___ Data listing ___

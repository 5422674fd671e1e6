//! Error hierarchy for signal operations.
//!
//! [`SignalError`] covers everything a caller of the public API can observe.
//! Middleware vetoes are deliberately absent: a veto is a successful
//! non-delivery and is reported through the fire result instead.

use serde::{Deserialize, Serialize};
use thiserror::Error;

use crate::kind::EntityKind;

/// Coarse classification used for logging and metrics labels.
#[derive(Debug, Clone, Copy, PartialEq, Eq, Hash, Serialize, Deserialize)]
#[serde(rename_all = "snake_case")]
pub enum ErrorCategory {
    /// Failed while creating or resolving an entity.
    Construction,
    /// The entity was used after it was destroyed or sealed.
    Lifecycle,
    /// The transport refused or could not carry the payload.
    Transport,
    /// A middleware stage failed.
    Middleware,
    /// A suspension point gave up waiting.
    Timeout,
    /// The remote side reported a failure.
    Remote,
}

impl std::fmt::Display for ErrorCategory {
    fn fmt(&self, f: &mut std::fmt::Formatter<'_>) -> std::fmt::Result {
        let s = match self {
            Self::Construction => "construction",
            Self::Lifecycle => "lifecycle",
            Self::Transport => "transport",
            Self::Middleware => "middleware",
            Self::Timeout => "timeout",
            Self::Remote => "remote",
        };
        f.write_str(s)
    }
}

/// Errors returned by signal, client signal, and network operations.
#[derive(Debug, Error)]
pub enum SignalError {
    /// A name is already published in the target scope.
    #[error("'{name}' is already published in scope '{scope}'")]
    DuplicateName {
        /// Name that collided.
        name: String,
        /// Path of the scope.
        scope: String,
    },

    /// A name is empty or contains the path separator `/`.
    #[error("invalid name '{name}': {reason}")]
    InvalidName {
        /// Name that was rejected.
        name: String,
        /// Why it was rejected.
        reason: String,
    },

    /// Another live entity is already routed at this route.
    #[error("route '{route}' is already in use")]
    RouteInUse {
        /// Route that collided.
        route: String,
    },

    /// Discovery did not find the name (immediately or before the timeout).
    #[error("'{name}' was not found in scope '{scope}'")]
    NotFound {
        /// Name that was looked up.
        name: String,
        /// Path of the scope.
        scope: String,
    },

    /// Discovery found the name but it is a different kind of entity.
    #[error("'{name}' is a {found}, expected a {expected}")]
    KindMismatch {
        /// Name that was looked up.
        name: String,
        /// Kind the caller asked for.
        expected: EntityKind,
        /// Kind actually published.
        found: EntityKind,
    },

    /// Operation on a destroyed entity.
    #[error("{entity} has been destroyed")]
    Disposed {
        /// Kind of the destroyed entity.
        entity: EntityKind,
    },

    /// A network was mutated after being dispatched.
    #[error("network '{name}' has already been dispatched")]
    AlreadyDispatched {
        /// Network name.
        name: String,
    },

    /// The transport refused the payload (size, count, or encoding).
    #[error("transport rejected payload: {reason}")]
    TransportRejected {
        /// Reason reported by the transport.
        reason: String,
    },

    /// The local transport endpoint is closed.
    #[error("transport is closed")]
    TransportClosed,

    /// An outbound middleware stage failed.
    #[error("middleware stage '{stage}' failed: {message}")]
    Middleware {
        /// Name of the failing stage.
        stage: String,
        /// Failure message.
        message: String,
    },

    /// `wait` gave up before a dispatch arrived.
    #[error("no dispatch on '{route}' within {timeout_ms}ms")]
    WaitTimeout {
        /// Route of the signal being waited on.
        route: String,
        /// Timeout that elapsed.
        timeout_ms: u64,
    },

    /// A network method call received no reply in time.
    #[error("call to '{method}' timed out after {timeout_ms}ms")]
    CallTimeout {
        /// Method name.
        method: String,
        /// Timeout that elapsed.
        timeout_ms: u64,
    },

    /// A network method call failed on the server.
    #[error("call to '{method}' failed: {message}")]
    Remote {
        /// Method name.
        method: String,
        /// Failure message from the server.
        message: String,
    },
}

impl SignalError {
    /// Shorthand for [`SignalError::Disposed`].
    #[must_use]
    pub fn disposed(entity: EntityKind) -> Self {
        Self::Disposed { entity }
    }

    /// Classify this error.
    #[must_use]
    pub fn category(&self) -> ErrorCategory {
        match self {
            Self::DuplicateName { .. }
            | Self::InvalidName { .. }
            | Self::RouteInUse { .. }
            | Self::NotFound { .. }
            | Self::KindMismatch { .. } => ErrorCategory::Construction,
            Self::Disposed { .. } | Self::AlreadyDispatched { .. } => ErrorCategory::Lifecycle,
            Self::TransportRejected { .. } | Self::TransportClosed => ErrorCategory::Transport,
            Self::Middleware { .. } => ErrorCategory::Middleware,
            Self::WaitTimeout { .. } | Self::CallTimeout { .. } => ErrorCategory::Timeout,
            Self::Remote { .. } => ErrorCategory::Remote,
        }
    }

    /// Whether this is a [`SignalError::Disposed`].
    #[must_use]
    pub fn is_disposed(&self) -> bool {
        matches!(self, Self::Disposed { .. })
    }

    /// Whether this is a [`SignalError::NotFound`].
    #[must_use]
    pub fn is_not_found(&self) -> bool {
        matches!(self, Self::NotFound { .. })
    }
}

/// Result type for signal operations.
pub type Result<T> = std::result::Result<T, SignalError>;

// ─────────────────────────────────────────────────────────────────────────────
// Tests
// ─────────────────────────────────────────────────────────────────────────────
//! Settings error types.

use thiserror::Error;

/// Errors that can occur when loading or parsing settings.
#[derive(Debug, Error)]
pub enum SettingsError {
    /// Failed to read the settings file from disk.
    #[error("failed to read settings file: {0}")]
    Io(#[from] std::io::Error),
    /// Failed to parse JSON in the settings file.
    #[error("failed to parse settings JSON: {0}")]
    Json(#[from] serde_json::Error),
    /// A settings value was invalid (e.g., out of range).
    #[error("invalid settings value: {0}")]
    InvalidValue(String),
}

/// Result type for settings operations.
pub type Result<T> = std::result::Result<T, SettingsError>;

// ─────────────────────────────────────────────────────────────────────────────
// Tests
// ─────────────────────────────────────────────────────────────────────────────
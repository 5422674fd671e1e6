//! Settings loading with deep merge and environment variable overrides.
//!
//! Loading flow:
//! 1. Start with compiled [`BeaconSettings::default()`]
//! 2. If `~/.beacon/settings.json` exists, deep-merge user values over defaults
//! 3. Apply environment variable overrides (highest priority)
//! 4. Validate the result
//!
//! Deep merge rules:
//! - Objects are merged recursively (source overrides target per-key)
//! - Arrays and primitives are replaced entirely by source
//! - Null values in source are skipped (preserving target)

use std::path::{Path, PathBuf};

use serde_json::Value;
use tracing::debug;

use crate::errors::{Result, SettingsError};
use crate::types::BeaconSettings;

/// Resolve the path to the settings file (`~/.beacon/settings.json`).
pub fn settings_path() -> PathBuf {
    let home = std::env::var("HOME").unwrap_or_else(|_| "/tmp".to_string());
    PathBuf::from(home).join(".beacon").join("settings.json")
}

/// Load settings from the default path with env var overrides.
pub fn load_settings() -> Result<BeaconSettings> {
    load_settings_from_path(&settings_path())
}

/// Load settings from a specific path with env var overrides.
///
/// If the file does not exist, returns defaults. If the file contains
/// invalid JSON, returns an error.
pub fn load_settings_from_path(path: &Path) -> Result<BeaconSettings> {
    let defaults = serde_json::to_value(BeaconSettings::default())?;

    let merged = if path.exists() {
        debug!(?path, "loading settings from file");
        let content = std::fs::read_to_string(path)?;
        let user: Value = serde_json::from_str(&content)?;
        deep_merge(defaults, user)
    } else {
        debug!(?path, "settings file not found, using defaults");
        defaults
    };

    let mut settings: BeaconSettings = serde_json::from_value(merged)?;
    apply_env_overrides(&mut settings);
    validate(&settings)?;
    Ok(settings)
}

/// Recursive deep merge of two JSON values.
///
/// - Objects are merged recursively (source overrides target per-key)
/// - Arrays and primitives are replaced entirely by source
/// - Null values in source are skipped (preserving target)
pub fn deep_merge(target: Value, source: Value) -> Value {
    match (target, source) {
        (Value::Object(mut target_map), Value::Object(source_map)) => {
            for (key, source_val) in source_map {
                if source_val.is_null() {
                    continue;
                }
                let merged = if let Some(target_val) = target_map.remove(&key) {
                    deep_merge(target_val, source_val)
                } else {
                    source_val
                };
                let _ = target_map.insert(key, merged);
            }
            Value::Object(target_map)
        }
        (_, source) => source,
    }
}

/// Reject settings the runtime cannot work with.
pub fn validate(settings: &BeaconSettings) -> Result<()> {
    if settings.transport.max_args == 0 {
        return Err(SettingsError::InvalidValue(
            "transport.maxArgs must be at least 1".to_string(),
        ));
    }
    if settings.transport.max_payload_bytes == 0 {
        return Err(SettingsError::InvalidValue(
            "transport.maxPayloadBytes must be at least 1".to_string(),
        ));
    }
    if settings.discovery.timeout_ms == 0 {
        return Err(SettingsError::InvalidValue(
            "discovery.timeoutMs must be at least 1".to_string(),
        ));
    }
    if settings.network.call_timeout_ms == 0 {
        return Err(SettingsError::InvalidValue(
            "network.callTimeoutMs must be at least 1".to_string(),
        ));
    }
    Ok(())
}

/// Apply environment variable overrides to loaded settings.
///
/// Each env var has strict parsing rules:
/// - Integers must be valid and within the specified range
/// - Invalid values are ignored with a warning (fall back to file/default)
pub fn apply_env_overrides(settings: &mut BeaconSettings) {
    if let Some(v) = read_env_u64("BEACON_DISCOVERY_TIMEOUT_MS", 1, 600_000) {
        settings.discovery.timeout_ms = v;
    }
    if let Some(v) = read_env_usize("BEACON_MAX_PAYLOAD_BYTES", 64, 16 * 1024 * 1024) {
        settings.transport.max_payload_bytes = v;
    }
    if let Some(v) = read_env_usize("BEACON_MAX_ARGS", 1, 4096) {
        settings.transport.max_args = v;
    }
    if let Some(v) = read_env_u64("BEACON_CALL_TIMEOUT_MS", 1, 600_000) {
        settings.network.call_timeout_ms = v;
    }
    if let Some(v) = read_env_string("BEACON_LOG_LEVEL") {
        settings.logging.level = v;
    }
}

// ── Pure parsing functions (testable without env vars) ──────────────────────

/// Parse a string as a `u64` within a range.
pub fn parse_u64_range(val: &str, min: u64, max: u64) -> Option<u64> {
    let n: u64 = val.parse().ok()?;
    (n >= min && n <= max).then_some(n)
}

/// Parse a string as a `usize` within a range.
pub fn parse_usize_range(val: &str, min: usize, max: usize) -> Option<usize> {
    let n: usize = val.parse().ok()?;
    (n >= min && n <= max).then_some(n)
}

// ── Env var readers (thin wrappers) ─────────────────────────────────────────

fn read_env_string(name: &str) -> Option<String> {
    std::env::var(name).ok().filter(|v| !v.is_empty())
}

fn read_env_u64(name: &str, min: u64, max: u64) -> Option<u64> {
    let val = std::env::var(name).ok()?;
    let result = parse_u64_range(&val, min, max);
    if result.is_none() {
        tracing::warn!(key = name, value = %val, "invalid u64 env var, ignoring");
    }
    result
}

fn read_env_usize(name: &str, min: usize, max: usize) -> Option<usize> {
    let val = std::env::var(name).ok()?;
    let result = parse_usize_range(&val, min, max);
    if result.is_none() {
        tracing::warn!(key = name, value = %val, "invalid usize env var, ignoring");
    }
    result
}

// ─────────────────────────────────────────────────────────────────────────────
// Tests
// ─────────────────────────────────────────────────────────────────────────────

___

Work instruction
Figure out how many lines of the listing above include "PathBuf"; the answer is that number alone.

Response
3